#### Assignment:
Exactly as they appear below, repeat the lines from the one with "an HTML file." through the one with "pub fn extract_tables<P: AsRef<Path>>(path: P)", and no others.

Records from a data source
-=-=-

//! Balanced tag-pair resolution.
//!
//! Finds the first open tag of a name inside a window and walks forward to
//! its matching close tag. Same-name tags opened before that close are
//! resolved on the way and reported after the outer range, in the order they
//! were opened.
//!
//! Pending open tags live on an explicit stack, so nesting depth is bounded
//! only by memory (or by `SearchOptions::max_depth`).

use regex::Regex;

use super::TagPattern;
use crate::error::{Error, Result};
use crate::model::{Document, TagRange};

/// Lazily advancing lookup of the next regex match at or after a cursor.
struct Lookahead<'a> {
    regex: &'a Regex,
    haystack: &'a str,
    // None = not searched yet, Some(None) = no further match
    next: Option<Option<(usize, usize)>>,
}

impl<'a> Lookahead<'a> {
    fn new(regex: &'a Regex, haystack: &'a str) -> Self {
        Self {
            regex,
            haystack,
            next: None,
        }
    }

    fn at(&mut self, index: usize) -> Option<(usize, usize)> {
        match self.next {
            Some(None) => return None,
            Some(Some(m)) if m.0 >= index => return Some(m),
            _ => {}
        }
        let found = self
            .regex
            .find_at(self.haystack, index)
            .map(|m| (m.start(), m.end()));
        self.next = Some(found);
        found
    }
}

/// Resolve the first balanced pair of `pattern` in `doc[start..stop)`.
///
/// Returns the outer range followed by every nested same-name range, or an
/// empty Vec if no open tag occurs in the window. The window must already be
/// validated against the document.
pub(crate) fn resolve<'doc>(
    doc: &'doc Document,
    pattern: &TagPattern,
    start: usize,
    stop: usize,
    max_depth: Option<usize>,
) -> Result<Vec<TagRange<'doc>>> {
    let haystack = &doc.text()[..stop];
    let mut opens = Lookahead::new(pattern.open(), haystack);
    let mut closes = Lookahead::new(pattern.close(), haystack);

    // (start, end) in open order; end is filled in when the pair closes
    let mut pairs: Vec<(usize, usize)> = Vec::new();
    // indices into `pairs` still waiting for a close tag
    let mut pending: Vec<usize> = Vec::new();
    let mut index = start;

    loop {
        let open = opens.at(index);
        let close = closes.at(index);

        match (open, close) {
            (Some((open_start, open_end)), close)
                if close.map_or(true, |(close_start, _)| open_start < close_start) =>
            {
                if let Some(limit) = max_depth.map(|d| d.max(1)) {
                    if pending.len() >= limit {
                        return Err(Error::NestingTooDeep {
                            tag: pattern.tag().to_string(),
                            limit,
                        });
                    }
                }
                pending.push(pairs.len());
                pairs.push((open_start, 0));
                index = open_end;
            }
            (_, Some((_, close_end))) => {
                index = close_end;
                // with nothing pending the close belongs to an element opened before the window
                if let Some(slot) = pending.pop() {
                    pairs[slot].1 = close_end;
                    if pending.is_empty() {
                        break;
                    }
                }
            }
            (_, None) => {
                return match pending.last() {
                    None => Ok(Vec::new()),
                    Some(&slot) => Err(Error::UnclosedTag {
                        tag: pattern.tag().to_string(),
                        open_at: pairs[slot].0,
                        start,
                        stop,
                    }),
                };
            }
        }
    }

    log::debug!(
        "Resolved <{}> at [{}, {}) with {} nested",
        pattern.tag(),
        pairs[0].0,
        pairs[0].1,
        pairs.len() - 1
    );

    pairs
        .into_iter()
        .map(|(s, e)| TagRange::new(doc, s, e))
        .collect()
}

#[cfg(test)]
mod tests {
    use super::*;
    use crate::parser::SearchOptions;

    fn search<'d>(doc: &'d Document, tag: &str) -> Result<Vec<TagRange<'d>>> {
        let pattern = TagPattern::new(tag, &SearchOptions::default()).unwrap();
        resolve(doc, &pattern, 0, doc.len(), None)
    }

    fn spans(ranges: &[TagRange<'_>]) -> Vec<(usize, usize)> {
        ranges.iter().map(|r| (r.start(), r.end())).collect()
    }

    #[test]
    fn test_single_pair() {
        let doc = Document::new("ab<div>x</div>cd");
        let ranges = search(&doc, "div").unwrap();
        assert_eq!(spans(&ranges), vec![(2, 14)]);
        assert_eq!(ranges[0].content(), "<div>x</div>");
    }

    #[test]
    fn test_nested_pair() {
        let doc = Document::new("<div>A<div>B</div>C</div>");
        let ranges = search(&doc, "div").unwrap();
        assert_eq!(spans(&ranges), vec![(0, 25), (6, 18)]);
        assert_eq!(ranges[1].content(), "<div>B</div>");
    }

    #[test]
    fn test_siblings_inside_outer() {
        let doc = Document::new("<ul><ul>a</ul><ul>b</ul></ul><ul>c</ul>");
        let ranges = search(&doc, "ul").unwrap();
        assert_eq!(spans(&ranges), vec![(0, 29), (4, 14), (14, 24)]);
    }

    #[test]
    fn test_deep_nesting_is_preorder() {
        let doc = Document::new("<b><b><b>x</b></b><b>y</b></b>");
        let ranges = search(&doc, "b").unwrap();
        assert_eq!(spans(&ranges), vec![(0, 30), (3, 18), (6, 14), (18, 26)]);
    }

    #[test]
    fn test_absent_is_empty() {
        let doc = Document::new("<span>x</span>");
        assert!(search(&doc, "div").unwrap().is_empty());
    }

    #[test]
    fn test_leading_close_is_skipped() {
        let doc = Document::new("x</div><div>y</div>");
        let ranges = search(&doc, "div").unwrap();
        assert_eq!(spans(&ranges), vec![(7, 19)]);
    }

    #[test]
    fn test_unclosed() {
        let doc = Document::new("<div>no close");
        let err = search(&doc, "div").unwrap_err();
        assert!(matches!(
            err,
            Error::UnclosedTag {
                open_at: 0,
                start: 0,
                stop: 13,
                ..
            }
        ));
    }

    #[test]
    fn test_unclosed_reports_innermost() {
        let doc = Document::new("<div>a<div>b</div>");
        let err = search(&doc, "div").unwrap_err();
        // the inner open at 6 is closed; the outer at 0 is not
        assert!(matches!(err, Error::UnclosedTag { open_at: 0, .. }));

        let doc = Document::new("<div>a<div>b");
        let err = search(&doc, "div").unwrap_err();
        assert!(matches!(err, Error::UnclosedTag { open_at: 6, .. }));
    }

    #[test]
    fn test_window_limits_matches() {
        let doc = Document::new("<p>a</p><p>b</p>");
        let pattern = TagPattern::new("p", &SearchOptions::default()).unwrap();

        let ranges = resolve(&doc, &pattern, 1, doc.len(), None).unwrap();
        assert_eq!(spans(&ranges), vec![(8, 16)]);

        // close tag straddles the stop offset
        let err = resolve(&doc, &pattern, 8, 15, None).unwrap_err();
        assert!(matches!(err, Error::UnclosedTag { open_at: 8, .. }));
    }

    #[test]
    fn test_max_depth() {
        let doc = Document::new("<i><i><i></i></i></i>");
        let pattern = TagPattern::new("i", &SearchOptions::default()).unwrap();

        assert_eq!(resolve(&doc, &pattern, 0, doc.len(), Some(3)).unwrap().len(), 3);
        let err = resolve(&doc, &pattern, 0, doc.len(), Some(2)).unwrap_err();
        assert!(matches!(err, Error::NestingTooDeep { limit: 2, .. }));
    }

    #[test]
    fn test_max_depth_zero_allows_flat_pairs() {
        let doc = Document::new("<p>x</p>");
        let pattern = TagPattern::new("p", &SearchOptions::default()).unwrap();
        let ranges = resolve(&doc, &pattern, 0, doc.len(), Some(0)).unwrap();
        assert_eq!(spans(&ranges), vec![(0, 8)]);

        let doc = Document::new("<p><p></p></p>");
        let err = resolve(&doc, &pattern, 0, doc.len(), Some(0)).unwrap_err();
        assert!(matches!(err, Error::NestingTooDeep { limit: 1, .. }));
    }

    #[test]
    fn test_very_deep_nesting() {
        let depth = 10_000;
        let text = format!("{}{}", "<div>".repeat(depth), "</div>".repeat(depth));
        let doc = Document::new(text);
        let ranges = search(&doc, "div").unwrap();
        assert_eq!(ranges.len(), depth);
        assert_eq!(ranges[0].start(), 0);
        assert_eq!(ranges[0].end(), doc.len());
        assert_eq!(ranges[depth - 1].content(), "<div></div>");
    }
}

-=-=-

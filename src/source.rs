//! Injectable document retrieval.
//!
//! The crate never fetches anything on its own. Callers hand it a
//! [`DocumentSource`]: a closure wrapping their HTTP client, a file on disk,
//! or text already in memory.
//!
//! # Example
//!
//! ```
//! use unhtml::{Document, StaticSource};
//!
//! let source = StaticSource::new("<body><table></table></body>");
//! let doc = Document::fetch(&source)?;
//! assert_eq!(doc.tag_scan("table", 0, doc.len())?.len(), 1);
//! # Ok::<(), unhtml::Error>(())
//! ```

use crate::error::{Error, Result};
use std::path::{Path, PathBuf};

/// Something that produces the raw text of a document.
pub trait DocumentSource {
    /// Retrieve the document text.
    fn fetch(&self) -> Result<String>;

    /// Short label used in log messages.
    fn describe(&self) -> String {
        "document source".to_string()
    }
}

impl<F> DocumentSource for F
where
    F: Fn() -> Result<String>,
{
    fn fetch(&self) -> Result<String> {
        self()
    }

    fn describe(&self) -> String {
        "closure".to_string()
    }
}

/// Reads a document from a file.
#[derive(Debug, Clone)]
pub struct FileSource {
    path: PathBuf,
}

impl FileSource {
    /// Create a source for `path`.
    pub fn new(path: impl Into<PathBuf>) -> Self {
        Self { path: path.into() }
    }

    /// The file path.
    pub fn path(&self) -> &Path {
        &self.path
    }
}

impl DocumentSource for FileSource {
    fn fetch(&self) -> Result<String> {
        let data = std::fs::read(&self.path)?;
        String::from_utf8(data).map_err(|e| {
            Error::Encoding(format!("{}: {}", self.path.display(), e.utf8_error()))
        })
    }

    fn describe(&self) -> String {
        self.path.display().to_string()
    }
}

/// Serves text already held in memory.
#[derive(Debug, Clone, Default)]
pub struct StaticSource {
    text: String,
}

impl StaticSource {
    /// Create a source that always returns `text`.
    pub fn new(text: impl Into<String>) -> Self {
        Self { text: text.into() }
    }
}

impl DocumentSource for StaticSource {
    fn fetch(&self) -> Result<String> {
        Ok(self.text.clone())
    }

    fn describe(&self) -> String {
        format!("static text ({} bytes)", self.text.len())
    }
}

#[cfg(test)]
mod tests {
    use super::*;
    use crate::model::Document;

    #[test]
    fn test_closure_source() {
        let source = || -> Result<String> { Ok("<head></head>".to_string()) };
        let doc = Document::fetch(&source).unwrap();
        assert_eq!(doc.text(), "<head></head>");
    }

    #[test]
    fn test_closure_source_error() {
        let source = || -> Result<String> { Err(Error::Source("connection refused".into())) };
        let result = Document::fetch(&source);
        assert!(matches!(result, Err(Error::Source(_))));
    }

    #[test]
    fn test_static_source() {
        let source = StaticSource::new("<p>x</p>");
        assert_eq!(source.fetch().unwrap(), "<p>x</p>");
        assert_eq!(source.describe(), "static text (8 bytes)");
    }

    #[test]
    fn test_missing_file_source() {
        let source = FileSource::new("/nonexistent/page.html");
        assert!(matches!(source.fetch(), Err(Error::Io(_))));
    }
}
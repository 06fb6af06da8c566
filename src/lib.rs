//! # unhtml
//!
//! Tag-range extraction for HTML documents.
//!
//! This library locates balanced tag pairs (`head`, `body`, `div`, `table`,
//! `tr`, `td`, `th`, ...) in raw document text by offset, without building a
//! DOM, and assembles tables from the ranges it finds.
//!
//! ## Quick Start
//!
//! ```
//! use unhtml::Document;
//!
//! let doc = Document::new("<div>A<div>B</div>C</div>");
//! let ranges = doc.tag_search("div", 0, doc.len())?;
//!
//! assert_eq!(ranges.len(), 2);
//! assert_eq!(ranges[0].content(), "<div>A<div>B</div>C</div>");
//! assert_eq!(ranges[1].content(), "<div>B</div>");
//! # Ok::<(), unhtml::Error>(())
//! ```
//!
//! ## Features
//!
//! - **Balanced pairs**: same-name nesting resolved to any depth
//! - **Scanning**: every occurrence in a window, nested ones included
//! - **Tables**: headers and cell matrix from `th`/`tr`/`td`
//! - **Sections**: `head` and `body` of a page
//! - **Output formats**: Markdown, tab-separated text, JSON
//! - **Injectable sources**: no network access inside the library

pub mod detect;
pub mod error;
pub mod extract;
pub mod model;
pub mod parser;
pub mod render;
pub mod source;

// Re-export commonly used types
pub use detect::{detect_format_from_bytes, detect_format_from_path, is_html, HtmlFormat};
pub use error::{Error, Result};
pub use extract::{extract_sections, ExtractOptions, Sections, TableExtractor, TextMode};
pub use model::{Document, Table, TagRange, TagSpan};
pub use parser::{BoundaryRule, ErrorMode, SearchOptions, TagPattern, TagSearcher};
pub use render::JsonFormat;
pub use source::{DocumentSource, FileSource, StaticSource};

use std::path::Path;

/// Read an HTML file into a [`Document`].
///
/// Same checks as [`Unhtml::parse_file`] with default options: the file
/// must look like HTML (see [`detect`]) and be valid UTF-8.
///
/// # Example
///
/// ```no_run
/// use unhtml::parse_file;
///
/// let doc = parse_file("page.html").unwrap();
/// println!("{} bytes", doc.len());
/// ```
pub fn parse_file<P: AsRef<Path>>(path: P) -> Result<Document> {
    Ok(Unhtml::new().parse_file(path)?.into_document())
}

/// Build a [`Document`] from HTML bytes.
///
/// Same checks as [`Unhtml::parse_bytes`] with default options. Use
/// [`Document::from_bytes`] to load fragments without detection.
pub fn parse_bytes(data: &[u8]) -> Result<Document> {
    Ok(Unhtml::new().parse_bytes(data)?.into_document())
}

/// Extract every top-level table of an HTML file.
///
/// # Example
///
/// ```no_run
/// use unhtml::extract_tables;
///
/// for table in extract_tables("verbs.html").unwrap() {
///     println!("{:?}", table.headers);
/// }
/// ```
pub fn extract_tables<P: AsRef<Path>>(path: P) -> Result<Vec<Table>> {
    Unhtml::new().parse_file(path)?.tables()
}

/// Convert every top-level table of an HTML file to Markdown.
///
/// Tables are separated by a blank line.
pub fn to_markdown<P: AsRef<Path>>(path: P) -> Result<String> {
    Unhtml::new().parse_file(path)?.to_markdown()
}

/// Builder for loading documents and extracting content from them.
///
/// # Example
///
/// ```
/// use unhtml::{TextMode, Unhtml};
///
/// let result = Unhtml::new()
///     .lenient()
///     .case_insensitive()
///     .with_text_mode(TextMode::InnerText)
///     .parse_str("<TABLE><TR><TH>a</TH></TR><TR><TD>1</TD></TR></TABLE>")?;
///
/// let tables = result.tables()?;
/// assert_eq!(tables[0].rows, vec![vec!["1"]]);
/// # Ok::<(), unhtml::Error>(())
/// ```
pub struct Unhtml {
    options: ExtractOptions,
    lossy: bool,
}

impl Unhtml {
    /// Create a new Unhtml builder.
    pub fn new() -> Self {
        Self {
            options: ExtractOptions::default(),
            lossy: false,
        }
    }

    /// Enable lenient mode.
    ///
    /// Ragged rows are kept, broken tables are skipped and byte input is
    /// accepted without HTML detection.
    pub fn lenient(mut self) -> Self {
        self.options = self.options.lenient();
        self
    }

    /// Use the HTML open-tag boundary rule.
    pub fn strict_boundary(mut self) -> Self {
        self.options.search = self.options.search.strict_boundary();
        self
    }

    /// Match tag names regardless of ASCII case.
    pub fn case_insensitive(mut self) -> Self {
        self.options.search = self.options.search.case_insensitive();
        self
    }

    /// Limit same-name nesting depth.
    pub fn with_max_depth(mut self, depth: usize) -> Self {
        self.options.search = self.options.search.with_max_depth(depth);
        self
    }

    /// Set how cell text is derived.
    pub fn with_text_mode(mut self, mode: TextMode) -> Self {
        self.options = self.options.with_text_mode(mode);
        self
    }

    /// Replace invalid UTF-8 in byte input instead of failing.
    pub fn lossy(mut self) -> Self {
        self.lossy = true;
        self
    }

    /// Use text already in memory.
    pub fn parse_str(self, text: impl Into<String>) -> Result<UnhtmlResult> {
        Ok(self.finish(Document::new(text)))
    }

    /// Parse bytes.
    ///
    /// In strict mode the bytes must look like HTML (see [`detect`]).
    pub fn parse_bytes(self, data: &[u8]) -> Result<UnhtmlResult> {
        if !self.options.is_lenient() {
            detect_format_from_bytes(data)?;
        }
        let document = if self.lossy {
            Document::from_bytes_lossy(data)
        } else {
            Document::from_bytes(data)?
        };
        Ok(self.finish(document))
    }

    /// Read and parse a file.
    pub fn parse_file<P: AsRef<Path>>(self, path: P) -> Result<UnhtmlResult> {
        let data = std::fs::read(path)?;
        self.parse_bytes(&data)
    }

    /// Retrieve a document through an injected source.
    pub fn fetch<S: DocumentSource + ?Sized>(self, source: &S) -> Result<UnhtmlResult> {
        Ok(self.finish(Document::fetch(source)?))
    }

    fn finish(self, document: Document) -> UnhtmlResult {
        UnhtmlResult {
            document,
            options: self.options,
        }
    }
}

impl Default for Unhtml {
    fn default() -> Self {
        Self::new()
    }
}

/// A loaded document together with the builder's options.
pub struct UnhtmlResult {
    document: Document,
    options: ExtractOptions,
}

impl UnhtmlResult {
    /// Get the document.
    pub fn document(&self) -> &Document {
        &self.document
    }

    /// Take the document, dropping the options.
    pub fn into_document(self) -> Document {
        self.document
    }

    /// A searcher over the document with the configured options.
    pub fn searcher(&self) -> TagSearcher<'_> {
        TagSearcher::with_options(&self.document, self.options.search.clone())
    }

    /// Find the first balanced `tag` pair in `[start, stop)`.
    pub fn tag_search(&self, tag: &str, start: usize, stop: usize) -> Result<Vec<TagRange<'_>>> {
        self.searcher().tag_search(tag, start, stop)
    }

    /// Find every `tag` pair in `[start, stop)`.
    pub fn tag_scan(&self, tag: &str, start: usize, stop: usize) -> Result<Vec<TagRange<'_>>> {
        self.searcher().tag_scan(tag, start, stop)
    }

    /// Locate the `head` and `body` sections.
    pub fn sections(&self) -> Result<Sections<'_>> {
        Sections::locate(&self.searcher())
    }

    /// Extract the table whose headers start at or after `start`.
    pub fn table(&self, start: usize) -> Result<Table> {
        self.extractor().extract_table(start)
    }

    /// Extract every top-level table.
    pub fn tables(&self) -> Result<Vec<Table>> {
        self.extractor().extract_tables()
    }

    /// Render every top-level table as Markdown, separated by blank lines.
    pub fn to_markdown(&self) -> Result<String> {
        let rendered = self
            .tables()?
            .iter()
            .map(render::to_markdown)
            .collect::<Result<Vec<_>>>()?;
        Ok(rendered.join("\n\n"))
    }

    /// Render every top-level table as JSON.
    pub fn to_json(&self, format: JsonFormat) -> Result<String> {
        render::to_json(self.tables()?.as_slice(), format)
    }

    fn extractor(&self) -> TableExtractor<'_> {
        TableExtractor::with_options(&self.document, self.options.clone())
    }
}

-=-=-

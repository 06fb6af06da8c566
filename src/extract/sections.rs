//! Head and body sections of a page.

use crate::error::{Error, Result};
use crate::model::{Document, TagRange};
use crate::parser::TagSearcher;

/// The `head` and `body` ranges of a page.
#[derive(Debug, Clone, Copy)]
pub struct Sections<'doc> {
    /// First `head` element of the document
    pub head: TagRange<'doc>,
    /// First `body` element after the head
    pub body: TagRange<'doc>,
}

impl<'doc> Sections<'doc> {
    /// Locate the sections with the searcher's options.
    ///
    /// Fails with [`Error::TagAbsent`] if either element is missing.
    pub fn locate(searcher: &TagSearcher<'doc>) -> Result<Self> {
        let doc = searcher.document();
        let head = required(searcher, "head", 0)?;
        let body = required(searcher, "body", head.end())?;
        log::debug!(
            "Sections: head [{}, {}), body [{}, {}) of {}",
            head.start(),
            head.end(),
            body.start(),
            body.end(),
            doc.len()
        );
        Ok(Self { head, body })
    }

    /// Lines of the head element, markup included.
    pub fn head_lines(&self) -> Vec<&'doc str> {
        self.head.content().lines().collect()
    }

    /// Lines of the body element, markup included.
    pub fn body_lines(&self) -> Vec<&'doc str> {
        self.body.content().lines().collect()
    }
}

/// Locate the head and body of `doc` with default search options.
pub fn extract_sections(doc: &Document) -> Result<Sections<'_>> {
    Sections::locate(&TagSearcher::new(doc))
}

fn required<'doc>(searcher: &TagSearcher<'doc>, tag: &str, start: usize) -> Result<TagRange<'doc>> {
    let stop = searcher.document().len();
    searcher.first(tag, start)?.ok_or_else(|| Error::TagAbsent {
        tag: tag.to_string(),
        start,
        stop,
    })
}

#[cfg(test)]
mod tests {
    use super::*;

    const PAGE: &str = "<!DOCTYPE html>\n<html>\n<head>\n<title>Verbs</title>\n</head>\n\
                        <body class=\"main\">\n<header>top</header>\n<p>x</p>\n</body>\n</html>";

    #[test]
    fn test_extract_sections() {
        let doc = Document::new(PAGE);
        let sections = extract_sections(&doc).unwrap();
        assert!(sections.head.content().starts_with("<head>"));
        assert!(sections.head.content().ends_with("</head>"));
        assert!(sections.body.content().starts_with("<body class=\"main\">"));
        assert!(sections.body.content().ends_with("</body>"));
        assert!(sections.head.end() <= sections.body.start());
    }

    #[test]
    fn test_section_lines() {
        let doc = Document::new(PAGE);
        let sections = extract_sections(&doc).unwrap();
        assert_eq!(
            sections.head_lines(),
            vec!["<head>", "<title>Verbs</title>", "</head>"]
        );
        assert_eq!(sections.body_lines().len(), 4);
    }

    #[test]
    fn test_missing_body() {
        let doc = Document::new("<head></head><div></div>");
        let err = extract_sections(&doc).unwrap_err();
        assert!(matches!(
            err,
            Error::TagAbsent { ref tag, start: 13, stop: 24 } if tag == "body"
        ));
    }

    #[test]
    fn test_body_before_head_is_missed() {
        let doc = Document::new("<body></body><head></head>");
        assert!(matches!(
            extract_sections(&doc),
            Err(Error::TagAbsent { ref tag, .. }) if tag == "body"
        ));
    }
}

-=-=-

#### Task result:
/// Extract every top-level table of an HTML file.
///
/// # Example
///
/// ```no_run
/// use unhtml::extract_tables;
///
/// for table in extract_tables("verbs.html").unwrap() {
///     println!("{:?}", table.headers);
/// }
/// ```
pub fn extract_tables<P: AsRef<Path>>(path: P) -> Result<Vec<Table>> {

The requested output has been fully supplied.